- _THE TASK_: Every line in the records below that holds "both" must be identified and copied.
'''
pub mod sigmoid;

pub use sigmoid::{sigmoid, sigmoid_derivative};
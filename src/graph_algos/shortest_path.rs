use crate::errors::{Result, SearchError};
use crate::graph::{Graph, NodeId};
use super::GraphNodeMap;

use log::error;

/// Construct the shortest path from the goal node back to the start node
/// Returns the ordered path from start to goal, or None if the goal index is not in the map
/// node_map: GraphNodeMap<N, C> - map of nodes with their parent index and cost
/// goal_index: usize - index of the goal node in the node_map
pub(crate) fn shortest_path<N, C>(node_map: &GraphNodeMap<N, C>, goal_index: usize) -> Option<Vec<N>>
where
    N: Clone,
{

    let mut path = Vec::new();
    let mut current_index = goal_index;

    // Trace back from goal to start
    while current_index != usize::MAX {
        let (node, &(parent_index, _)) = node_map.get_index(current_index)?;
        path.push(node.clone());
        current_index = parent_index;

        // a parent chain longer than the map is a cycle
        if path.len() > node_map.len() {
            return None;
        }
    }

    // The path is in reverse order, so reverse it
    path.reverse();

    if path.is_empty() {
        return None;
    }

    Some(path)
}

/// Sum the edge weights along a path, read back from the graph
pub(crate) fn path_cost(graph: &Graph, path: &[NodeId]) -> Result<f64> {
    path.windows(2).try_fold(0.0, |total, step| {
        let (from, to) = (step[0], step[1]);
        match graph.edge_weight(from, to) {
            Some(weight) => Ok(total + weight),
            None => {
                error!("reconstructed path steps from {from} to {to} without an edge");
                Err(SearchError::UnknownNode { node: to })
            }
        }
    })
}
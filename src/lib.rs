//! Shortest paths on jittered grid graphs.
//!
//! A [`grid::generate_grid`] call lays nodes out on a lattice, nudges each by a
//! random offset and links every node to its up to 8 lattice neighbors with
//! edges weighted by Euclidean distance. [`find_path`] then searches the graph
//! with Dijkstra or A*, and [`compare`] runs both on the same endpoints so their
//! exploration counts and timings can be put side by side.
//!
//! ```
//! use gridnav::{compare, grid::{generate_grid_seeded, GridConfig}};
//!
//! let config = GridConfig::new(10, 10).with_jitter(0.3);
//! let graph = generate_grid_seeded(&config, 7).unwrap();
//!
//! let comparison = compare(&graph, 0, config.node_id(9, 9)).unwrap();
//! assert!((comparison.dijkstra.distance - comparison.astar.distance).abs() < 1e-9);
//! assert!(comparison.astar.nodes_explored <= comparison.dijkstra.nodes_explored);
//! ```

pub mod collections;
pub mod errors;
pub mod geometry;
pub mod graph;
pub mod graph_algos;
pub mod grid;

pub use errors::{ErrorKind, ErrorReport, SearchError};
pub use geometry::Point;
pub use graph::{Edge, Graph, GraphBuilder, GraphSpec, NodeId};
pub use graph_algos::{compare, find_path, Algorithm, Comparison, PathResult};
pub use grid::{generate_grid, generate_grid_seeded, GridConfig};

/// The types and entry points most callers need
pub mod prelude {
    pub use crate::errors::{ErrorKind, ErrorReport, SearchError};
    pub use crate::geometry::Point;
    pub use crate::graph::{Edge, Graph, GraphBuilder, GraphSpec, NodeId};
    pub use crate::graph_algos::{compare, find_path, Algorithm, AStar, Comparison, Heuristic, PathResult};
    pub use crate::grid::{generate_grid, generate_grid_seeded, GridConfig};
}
'''
'''
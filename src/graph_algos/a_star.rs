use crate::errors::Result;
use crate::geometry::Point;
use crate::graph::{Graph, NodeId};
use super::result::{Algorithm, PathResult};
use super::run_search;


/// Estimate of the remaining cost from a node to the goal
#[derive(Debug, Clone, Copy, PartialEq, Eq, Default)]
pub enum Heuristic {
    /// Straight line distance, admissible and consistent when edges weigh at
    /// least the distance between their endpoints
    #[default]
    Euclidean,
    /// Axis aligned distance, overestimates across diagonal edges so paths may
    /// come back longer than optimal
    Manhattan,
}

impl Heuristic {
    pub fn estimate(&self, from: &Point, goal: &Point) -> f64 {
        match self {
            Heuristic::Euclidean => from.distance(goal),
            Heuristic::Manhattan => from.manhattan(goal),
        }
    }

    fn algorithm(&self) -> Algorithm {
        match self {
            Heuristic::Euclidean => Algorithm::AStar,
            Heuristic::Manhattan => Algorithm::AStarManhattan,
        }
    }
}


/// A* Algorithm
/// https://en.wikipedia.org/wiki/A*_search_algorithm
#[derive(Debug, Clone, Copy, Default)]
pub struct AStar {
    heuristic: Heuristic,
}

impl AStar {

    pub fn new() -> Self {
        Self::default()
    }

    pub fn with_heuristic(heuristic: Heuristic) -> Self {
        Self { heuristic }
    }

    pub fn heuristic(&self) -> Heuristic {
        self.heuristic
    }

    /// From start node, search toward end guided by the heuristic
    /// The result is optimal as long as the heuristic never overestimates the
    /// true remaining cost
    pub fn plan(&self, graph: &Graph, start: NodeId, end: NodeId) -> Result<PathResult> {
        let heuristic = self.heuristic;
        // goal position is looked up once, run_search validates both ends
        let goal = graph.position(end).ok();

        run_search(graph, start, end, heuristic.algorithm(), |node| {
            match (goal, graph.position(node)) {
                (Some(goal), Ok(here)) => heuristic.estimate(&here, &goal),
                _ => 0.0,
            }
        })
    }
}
'''
'''
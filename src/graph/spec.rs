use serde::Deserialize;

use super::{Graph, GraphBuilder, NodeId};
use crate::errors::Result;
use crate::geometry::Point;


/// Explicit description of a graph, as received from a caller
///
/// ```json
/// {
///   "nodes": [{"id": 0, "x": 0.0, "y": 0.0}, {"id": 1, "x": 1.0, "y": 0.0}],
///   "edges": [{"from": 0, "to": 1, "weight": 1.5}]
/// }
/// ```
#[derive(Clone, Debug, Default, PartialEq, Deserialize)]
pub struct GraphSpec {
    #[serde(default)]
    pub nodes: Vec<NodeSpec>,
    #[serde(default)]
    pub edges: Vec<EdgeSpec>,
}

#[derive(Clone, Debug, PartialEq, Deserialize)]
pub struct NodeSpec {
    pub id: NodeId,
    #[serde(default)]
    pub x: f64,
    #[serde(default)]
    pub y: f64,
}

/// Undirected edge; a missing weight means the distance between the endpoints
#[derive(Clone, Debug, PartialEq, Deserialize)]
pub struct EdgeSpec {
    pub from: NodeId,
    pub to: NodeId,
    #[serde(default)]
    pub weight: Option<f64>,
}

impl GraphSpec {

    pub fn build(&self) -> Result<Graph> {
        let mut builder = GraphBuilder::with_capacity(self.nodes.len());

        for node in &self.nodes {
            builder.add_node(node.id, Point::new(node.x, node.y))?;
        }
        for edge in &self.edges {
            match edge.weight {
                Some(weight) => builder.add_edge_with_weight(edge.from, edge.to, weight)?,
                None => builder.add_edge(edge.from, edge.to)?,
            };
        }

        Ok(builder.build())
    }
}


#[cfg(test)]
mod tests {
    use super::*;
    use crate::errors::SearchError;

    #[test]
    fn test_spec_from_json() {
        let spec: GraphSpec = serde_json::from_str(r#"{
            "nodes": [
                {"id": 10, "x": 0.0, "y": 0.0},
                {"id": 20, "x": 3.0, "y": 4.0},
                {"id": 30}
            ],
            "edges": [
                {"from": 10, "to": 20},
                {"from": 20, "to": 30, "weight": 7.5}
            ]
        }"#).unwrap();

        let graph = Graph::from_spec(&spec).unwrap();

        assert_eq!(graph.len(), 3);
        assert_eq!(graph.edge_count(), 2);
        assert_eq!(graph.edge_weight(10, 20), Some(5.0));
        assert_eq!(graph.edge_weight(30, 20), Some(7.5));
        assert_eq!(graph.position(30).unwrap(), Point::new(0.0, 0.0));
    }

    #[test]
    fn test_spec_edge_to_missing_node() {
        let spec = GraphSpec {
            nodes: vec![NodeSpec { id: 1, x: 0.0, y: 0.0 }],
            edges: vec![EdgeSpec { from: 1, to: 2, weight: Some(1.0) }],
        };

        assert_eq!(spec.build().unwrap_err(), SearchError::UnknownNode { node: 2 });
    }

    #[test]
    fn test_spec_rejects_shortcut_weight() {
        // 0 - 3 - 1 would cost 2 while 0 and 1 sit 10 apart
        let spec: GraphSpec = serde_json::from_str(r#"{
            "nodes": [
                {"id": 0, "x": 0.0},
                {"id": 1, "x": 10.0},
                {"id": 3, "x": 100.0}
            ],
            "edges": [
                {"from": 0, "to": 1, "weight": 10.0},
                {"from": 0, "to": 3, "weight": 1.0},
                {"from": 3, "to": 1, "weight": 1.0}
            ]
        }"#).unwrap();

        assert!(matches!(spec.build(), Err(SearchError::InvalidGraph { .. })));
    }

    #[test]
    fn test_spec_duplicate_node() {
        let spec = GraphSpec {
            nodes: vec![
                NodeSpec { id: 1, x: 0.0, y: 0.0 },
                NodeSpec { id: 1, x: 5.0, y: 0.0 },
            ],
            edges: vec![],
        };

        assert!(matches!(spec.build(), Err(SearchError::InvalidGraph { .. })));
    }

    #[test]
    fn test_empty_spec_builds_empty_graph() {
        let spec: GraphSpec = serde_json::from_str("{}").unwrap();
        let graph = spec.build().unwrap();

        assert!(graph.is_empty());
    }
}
'''
- _RESPONSE TO THE EXERCISE_:
//! with Dijkstra or A*, and [`compare`] runs both on the same endpoints so their
        // goal position is looked up once, run_search validates both ends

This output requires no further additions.